# [Task brief]
Work through the data and report how many lines include the string "previous", giving the number alone.

[Materials provided — start]

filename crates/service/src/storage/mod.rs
//! Storage backends for the quote collection
//!
//! The store contract lives in `crate::quotes`; this module holds the
//! concrete engines behind it.

pub mod json_quote_store;
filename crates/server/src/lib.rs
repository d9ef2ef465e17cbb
pub mod errors;
pub mod routes;
pub mod startup;

pub use startup::run;
//! Environment/runtime helpers
//!
//! Sanity checks to ensure expected directories exist at startup.

/// Ensure the data directory exists, creating it if missing.
pub async fn ensure_env(data_dir: &str) -> anyhow::Result<()> {
    tokio::fs::create_dir_all(data_dir)
        .await
        .map_err(|e| anyhow::anyhow!("cannot create {data_dir}: {e}"))?;
    Ok(())
}
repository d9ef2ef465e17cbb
use std::{path::PathBuf, sync::Arc};

use rand::seq::SliceRandom;
use tokio::{fs, sync::RwLock};

use crate::errors::StoreError;
use crate::quotes::{Quote, QuoteStore};

#[derive(Default, serde::Serialize, serde::Deserialize)]
struct State {
    #[serde(default)]
    next_id: u32,
    #[serde(default)]
    quotes: Vec<Quote>,
}

/// JSON file-backed quote store.
///
/// Persists the whole collection as a single JSON document and guards it
/// with an async RwLock. The write lock is held across the in-memory
/// mutation and the serialization snapshot, so mutations never interleave
/// on disk and concurrent creates never collide on an id.
#[derive(Clone)]
pub struct JsonQuoteStore {
    inner: Arc<RwLock<State>>,
    file_path: PathBuf,
}

impl JsonQuoteStore {
    /// Open the store from a path. Creates the file with an empty collection
    /// if missing; an unreadable document loads as empty rather than failing
    /// startup.
    pub async fn new<P: Into<PathBuf>>(path: P) -> Result<Arc<Self>, StoreError> {
        let file_path = path.into();
        if let Some(parent) = file_path.parent() {
            fs::create_dir_all(parent).await.ok();
        }

        let mut state: State = match fs::read(&file_path).await {
            Ok(bytes) => serde_json::from_slice(&bytes).unwrap_or_default(),
            Err(_) => {
                let empty = State::default();
                let data = serde_json::to_vec(&empty).map_err(StoreError::unavailable)?;
                fs::write(&file_path, data)
                    .await
                    .map_err(StoreError::unavailable)?;
                empty
            }
        };
        // The counter only moves forward, including across restarts of a
        // data file written before the counter existed.
        let max_id = state.quotes.iter().map(|q| q.id).max().unwrap_or(0);
        state.next_id = state.next_id.max(max_id + 1);
        tracing::debug!(path = %file_path.display(), loaded = state.quotes.len(), "quote store opened");

        Ok(Arc::new(Self {
            inner: Arc::new(RwLock::new(state)),
            file_path,
        }))
    }

    async fn save_locked(&self, state: &State) -> Result<(), StoreError> {
        let data = serde_json::to_vec(state).map_err(StoreError::unavailable)?;
        fs::write(&self.file_path, data)
            .await
            .map_err(StoreError::unavailable)?;
        Ok(())
    }
}

#[async_trait::async_trait]
impl QuoteStore for JsonQuoteStore {
    async fn list(&self) -> Result<Vec<Quote>, StoreError> {
        let state = self.inner.read().await;
        Ok(state.quotes.clone())
    }

    async fn get(&self, id: u32) -> Result<Option<Quote>, StoreError> {
        let state = self.inner.read().await;
        Ok(state.quotes.iter().find(|q| q.id == id).cloned())
    }

    async fn get_random(&self) -> Result<Option<Quote>, StoreError> {
        let state = self.inner.read().await;
        Ok(state.quotes.choose(&mut rand::thread_rng()).cloned())
    }

    async fn create(&self, quote: String, author: String) -> Result<Quote, StoreError> {
        let mut state = self.inner.write().await;
        let rec = Quote { id: state.next_id, quote, author };
        state.next_id += 1;
        state.quotes.push(rec.clone());
        if let Err(e) = self.save_locked(&state).await {
            // keep memory and disk in step; the burned id is never reused
            state.quotes.pop();
            return Err(e);
        }
        Ok(rec)
    }

    async fn update(
        &self,
        id: u32,
        quote: String,
        author: String,
    ) -> Result<Option<Quote>, StoreError> {
        let mut state = self.inner.write().await;
        let idx = match state.quotes.iter().position(|q| q.id == id) {
            Some(idx) => idx,
            None => return Ok(None),
        };
        let previous = std::mem::replace(&mut state.quotes[idx], Quote { id, quote, author });
        if let Err(e) = self.save_locked(&state).await {
            state.quotes[idx] = previous;
            return Err(e);
        }
        Ok(Some(state.quotes[idx].clone()))
    }

    async fn delete(&self, id: u32) -> Result<bool, StoreError> {
        let mut state = self.inner.write().await;
        let idx = match state.quotes.iter().position(|q| q.id == id) {
            Some(idx) => idx,
            None => return Ok(false),
        };
        let removed = state.quotes.remove(idx);
        if let Err(e) = self.save_locked(&state).await {
            state.quotes.insert(idx, removed);
            return Err(e);
        }
        Ok(true)
    }
}
//! Runtime environment helpers
//!
//! Thin wrapper around `common::env` to keep binary crates importing
//! `service::runtime::ensure_env` without depending directly on `common`.

/// Ensure the data directory exists before the store opens its file.
pub async fn ensure_env(data_dir: &str) -> anyhow::Result<()> {
    common::env::ensure_env(data_dir).await
}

[Materials provided — finish]

# [Expected output]
2